Likewise, the surgical suite ideally is placed in close proximity to support functions such as radiology, pathology, and intensive care.  Creating unnecessary distance between these entities compromises both operating room efficiency and patient safety.

Surgical Suite Communication Systems and Patient Turnover

Current technologies provide managers with tools to reduce patient turnover rate. Standard practices include passive status displays (whiteboards or screens in the surgical suites) and active displays (text pager notifications). These communication tools streamline interdisciplinary planning for real time decision-making. A recent study suggests going further and implementing a system of command displays (text suggestions of how to act) or even patient tracking systems such as with RFID tags.  This communication is essential to know when to expect patients to arrive to the holding area prior to entering the OR, or to the recovery room after surgery.

Reduction in turnover time (patient exists operating room until next patient enters operating room) requires all individuals in the surgical suite to work together.  The day-to-day management of operating room efficiency is integral to the maximization of both qualitative (improved professional satisfaction) and quantitative (completion of more cases and reduced staffing costs) returns.

Postoperative operating room management
Surgical Care Improvement Project (SCIP)

SCIP is a national partnership of organizations [www.medqic.org/scip] that are dedicated to reducing postoperative complications.

The project focuses on four broad areas in which the incidence and cost of complications are high: (1) Surgical site infections, (2) Perioperative myocardial infarctions (heart attacks), (3) Venous thromboembolism, and (4) Postoperative pneumonia.

An operating room manager must consider the preoperative, intraoperative and postoperative factors which reflect in patient safety and hospital efficiency.  Ideally, a manager is approachable, intelligent, and an effective leader who communicates well with hospital staff.
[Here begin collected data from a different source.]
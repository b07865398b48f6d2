//! Error types for the core library

use thiserror::Error;

#[derive(Error, Debug)]
pub enum Error {
    #[error("Not authenticated: no user session")]
    NotAuthenticated,

    #[error("Invalid input: {0}")]
    Validation(String),

    #[error("Todo not found: {0}")]
    TodoNotFound(String),

    #[error("Store unavailable: {0}")]
    StoreUnavailable(String),

    #[error("Store rejected request (HTTP {status}): {message}")]
    StoreRejected { status: u16, message: String },

    #[error("Serialization error: {0}")]
    Serialization(#[from] serde_json::Error),

    #[error("Configuration error: {0}")]
    Config(String),
}

impl Error {
    /// Create a StoreRejected error
    pub fn rejected(status: u16, message: impl Into<String>) -> Self {
        Self::StoreRejected {
            status,
            message: message.into(),
        }
    }
}
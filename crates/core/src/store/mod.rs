//! Remote store module
//!
//! Per-user CRUD over JSON documents addressed as `todos/{user}[/{id}]`.

mod http;
mod memory;
mod remote;

pub use http::HttpRemoteStore;
pub use memory::{MemoryRemoteStore, StoreCalls, StoreFailure, StoreOp};
pub use remote::{RecordMap, RemoteStore};
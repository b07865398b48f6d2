//! User-facing notices
//!
//! Failures caught at the repository boundary are published here instead of
//! propagating as uncaught errors.

use serde::Serialize;

/// How a notice should be surfaced
#[derive(Debug, Clone, Copy, PartialEq, Eq, Serialize)]
#[serde(rename_all = "snake_case")]
pub enum NoticeLevel {
    /// Must be acknowledged by the user
    Blocking,
    /// Diagnostic record only
    Diagnostic,
}

#[derive(Debug, Clone, PartialEq, Eq, Serialize)]
pub struct Notice {
    pub level: NoticeLevel,
    pub message: String,
}

impl Notice {
    pub fn blocking(message: impl Into<String>) -> Self {
        Self {
            level: NoticeLevel::Blocking,
            message: message.into(),
        }
    }

    pub fn diagnostic(message: impl Into<String>) -> Self {
        Self {
            level: NoticeLevel::Diagnostic,
            message: message.into(),
        }
    }

    pub fn is_blocking(&self) -> bool {
        self.level == NoticeLevel::Blocking
    }
}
The above techniques and principles highlight many of the ways in which a manager can successfully direct a surgical suite to maximize its benefit to the patients, staff and hospital.

Notes
1. One possible solution to intrapersonal conflict within the operating theatre is medical simulation training. Large institutions are adapting simulator practices to teach everything from communication skills to proper clinical management of crises situations. By identifying interpersonal barriers in a closed environment, a manager can work with all parties involved to address and resolve these problems. Such interventions will reduce intraoperative error as a result of personal conflicts and serve to increase efficiency.

2.  Ultimately, a manager may improve hospital functioning by providing rewards and incentives for improved efficiency, assessing logistical and system design, delegating responsibility, and implementing teamwork initiatives.  These topics are beyond the scope of this article.

3. Those seeking to learn more about operating room management may find Dr. Franklin Dexter's website of help: 

4. Interested persons may also explore topics in administrative structure and supply chain management.